MobilePro, which has been deploying Wi-Fi in several U.S. communities, said new demands by the California capital city led the firm to believe the project is no longer "financially sustainable."
The Bethesda, Maryland-based firm won a competitive bid last year to work on the Sacramento project, beating out competitors including Motorola and SBC Communications.
A pilot project offering outdoor public Wi-Fi Web access and realtime video was inaugurated in the city's Cesar Chavez Plaza Park with great fanfare in April. The initial phase had the support of city officials and MobilePro.
In the Friday announcement, MobilePro noted that it had been declared the winner of an RFP for the project. The firm complained that after it went through a lengthy permitting process, the city made a "counter proposal requiring that the company establish a free high-speed wireless network supported almost exclusively by advertising revenue without the benefit of the city serving as an anchor tenant.""Based upon MobilePro's research and experience as one of the leading Wi-Fi broadband wireless network service providers to municipalities in North America, MobilePro does not believe that an advertising-supported business case is financially sustainable," said the firm's president and chief operating officer Jerry Sullivan in a statement.
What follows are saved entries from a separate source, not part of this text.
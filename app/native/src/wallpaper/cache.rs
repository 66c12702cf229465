//! Content-addressed definition cache.
//!
//! Each decoded wallpaper is stored as `<root>/<contentHash>/definition.json`.
//! The hash is the storage key and is not repeated inside the file; it is
//! reattached on load. Frames rasterized by the external converter live in the
//! same per-hash directory.

use std::fs;
use std::io::{self, Write};
use std::path::{Path, PathBuf};

use serde::{Deserialize, Serialize};
use tempfile::NamedTempFile;
use thiserror::Error;

use super::model::{
    AppearancePhase, ConstructionError, DefinitionParts, SolarPhase, TimePhase, WallpaperDefinition,
};
use crate::constants::DEFINITION_FILE_NAME;

/// Errors raised by [`DefinitionCache`].
#[derive(Debug, Error)]
pub enum CacheError {
    #[error("invalid cache key `{0}`: expected a hex digest")]
    InvalidKey(String),

    #[error("cache I/O error at {}: {source}", path.display())]
    Io {
        path: PathBuf,
        #[source]
        source: io::Error,
    },

    #[error("corrupt cache entry {}: {reason}", path.display())]
    Corrupt { path: PathBuf, reason: String },

    #[error("failed to serialize cache entry: {0}")]
    Serialize(#[from] serde_json::Error),
}

impl CacheError {
    fn io(path: &Path, source: io::Error) -> Self { Self::Io { path: path.to_path_buf(), source } }
}

/// On-disk shape of a cached definition.
#[derive(Debug, Clone, PartialEq, Serialize, Deserialize)]
#[serde(rename_all = "camelCase")]
pub struct CacheEntry {
    pub height: u16,
    pub width: u16,
    pub filename: String,
    pub bplist: String,
    pub number_of_frames: u16,
    #[serde(default)]
    pub appearance_phase: Option<AppearancePhase>,
    #[serde(default)]
    pub solar_phases: Option<Vec<SolarPhase>>,
    #[serde(default)]
    pub time_phases: Option<Vec<TimePhase>>,
}

impl From<&WallpaperDefinition> for CacheEntry {
    fn from(definition: &WallpaperDefinition) -> Self {
        Self {
            height: definition.height(),
            width: definition.width(),
            filename: definition.source_filename().to_string(),
            bplist: definition.raw_metadata_blob().to_string(),
            number_of_frames: definition.number_of_frames(),
            appearance_phase: definition.appearance_phase().copied(),
            solar_phases: definition.solar_phases().map(|phases| phases.to_vec()),
            time_phases: definition.time_phases().map(|phases| phases.to_vec()),
        }
    }
}

impl CacheEntry {
    /// Rebuilds the definition, revalidating every invariant.
    ///
    /// # Errors
    ///
    /// Returns a [`ConstructionError`] if the entry is inconsistent.
    pub fn into_definition(self, content_hash: &str) -> Result<WallpaperDefinition, ConstructionError> {
        WallpaperDefinition::new(DefinitionParts {
            content_hash: content_hash.to_string(),
            source_filename: self.filename,
            raw_metadata_blob: self.bplist,
            width: self.width,
            height: self.height,
            number_of_frames: self.number_of_frames,
            appearance_phase: self.appearance_phase,
            solar_phases: self.solar_phases,
            time_phases: self.time_phases,
        })
    }
}

/// Returns `true` if `key` is usable as a cache directory name.
#[must_use]
pub fn is_valid_key(key: &str) -> bool { !key.is_empty() && key.bytes().all(|b| b.is_ascii_hexdigit()) }

/// Definition store rooted at the application data directory.
#[derive(Debug, Clone)]
pub struct DefinitionCache {
    root: PathBuf,
}

impl DefinitionCache {
    #[must_use]
    pub fn new(root: impl Into<PathBuf>) -> Self { Self { root: root.into() } }

    #[must_use]
    pub fn root(&self) -> &Path { &self.root }

    /// Directory holding everything stored for `content_hash`.
    ///
    /// # Errors
    ///
    /// Returns [`CacheError::InvalidKey`] if the hash is not a hex string.
    pub fn entry_dir(&self, content_hash: &str) -> Result<PathBuf, CacheError> {
        if is_valid_key(content_hash) {
            Ok(self.root.join(content_hash))
        } else {
            Err(CacheError::InvalidKey(content_hash.to_string()))
        }
    }

    /// Path of the serialized definition for `content_hash`.
    ///
    /// # Errors
    ///
    /// Returns [`CacheError::InvalidKey`] if the hash is not a hex string.
    pub fn definition_path(&self, content_hash: &str) -> Result<PathBuf, CacheError> {
        Ok(self.entry_dir(content_hash)?.join(DEFINITION_FILE_NAME))
    }

    /// Persists `definition` under its content hash.
    ///
    /// The file is written to a temporary sibling and renamed into place.
    ///
    /// # Errors
    ///
    /// Returns an error if the key is invalid, serialization fails, or the
    /// file cannot be written.
    pub fn store(&self, definition: &WallpaperDefinition) -> Result<(), CacheError> {
        let dir = self.entry_dir(definition.content_hash())?;
        let path = dir.join(DEFINITION_FILE_NAME);
        fs::create_dir_all(&dir).map_err(|err| CacheError::io(&dir, err))?;

        let json = serde_json::to_vec_pretty(&CacheEntry::from(definition))?;
        let mut file = NamedTempFile::new_in(&dir).map_err(|err| CacheError::io(&dir, err))?;
        file.write_all(&json).map_err(|err| CacheError::io(file.path(), err))?;
        file.persist(&path).map_err(|err| CacheError::io(&path, err.error))?;

        tracing::info!(hash = definition.content_hash(), path = %path.display(), "stored wallpaper definition");
        Ok(())
    }

    /// Loads a definition, reporting exactly why an existing entry is unusable.
    ///
    /// # Errors
    ///
    /// Returns [`CacheError::Io`] when the file exists but cannot be read and
    /// [`CacheError::Corrupt`] when it does not hold a valid definition.
    pub fn try_load(&self, content_hash: &str) -> Result<Option<WallpaperDefinition>, CacheError> {
        let path = self.definition_path(content_hash)?;
        let bytes = match fs::read(&path) {
            Ok(bytes) => bytes,
            Err(err) if err.kind() == io::ErrorKind::NotFound => return Ok(None),
            Err(err) => return Err(CacheError::io(&path, err)),
        };

        let corrupt = |reason: String| CacheError::Corrupt { path: path.clone(), reason };
        let entry: CacheEntry = serde_json::from_slice(&bytes).map_err(|err| corrupt(err.to_string()))?;
        let definition = entry.into_definition(content_hash).map_err(|err| corrupt(err.to_string()))?;
        Ok(Some(definition))
    }

    /// Loads a definition, treating unreadable or corrupt entries as a miss.
    ///
    /// # Errors
    ///
    /// Only an invalid key is reported; every other failure is logged.
    pub fn load(&self, content_hash: &str) -> Result<Option<WallpaperDefinition>, CacheError> {
        match self.try_load(content_hash) {
            Ok(Some(definition)) => {
                tracing::debug!(hash = content_hash, "definition cache hit");
                Ok(Some(definition))
            }
            Ok(None) => {
                tracing::debug!(hash = content_hash, "definition cache miss");
                Ok(None)
            }
            Err(err @ CacheError::InvalidKey(_)) => Err(err),
            Err(err) => {
                tracing::warn!(hash = content_hash, error = %err, "ignoring unusable cache entry");
                Ok(None)
            }
        }
    }

    /// Returns `true` if a definition file exists for `content_hash`.
    #[must_use]
    pub fn contains(&self, content_hash: &str) -> bool {
        self.definition_path(content_hash).is_ok_and(|path| path.is_file())
    }

    /// Deletes everything stored for `content_hash`.
    ///
    /// Returns `false` if nothing was stored.
    ///
    /// # Errors
    ///
    /// Returns an error if the key is invalid or the directory cannot be removed.
    pub fn remove(&self, content_hash: &str) -> Result<bool, CacheError> {
        let dir = self.entry_dir(content_hash)?;
        match fs::remove_dir_all(&dir) {
            Ok(()) => Ok(true),
            Err(err) if err.kind() == io::ErrorKind::NotFound => Ok(false),
            Err(err) => Err(CacheError::io(&dir, err)),
        }
    }

    /// Sorted list of hashes that have a stored definition.
    ///
    /// # Errors
    ///
    /// Returns an error if the cache root exists but cannot be listed.
    pub fn hashes(&self) -> Result<Vec<String>, CacheError> {
        let entries = match fs::read_dir(&self.root) {
            Ok(entries) => entries,
            Err(err) if err.kind() == io::ErrorKind::NotFound => return Ok(Vec::new()),
            Err(err) => return Err(CacheError::io(&self.root, err)),
        };

        let mut hashes: Vec<String> = entries
            .filter_map(Result::ok)
            .filter_map(|entry| entry.file_name().into_string().ok())
            .filter(|name| self.contains(name))
            .collect();
        hashes.sort();
        Ok(hashes)
    }
}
Earlier press reports stated that MobilePro planned to spend about $8 million on the project. The plan was to provide public safety services as well as Internet access for disadvantage residents, eventually to cover a citywide area of about 60 square miles.
In announcing it was dropping out of the Sacramento project, MobilePro pointed to its successful Wi-Fi deployment in Tempe, Arizona, which provides for low-cost Wi-Fi deployment in a limited area with limited bandwidth, but subjects users of higher broadband bandwidth to pay a monthly fee.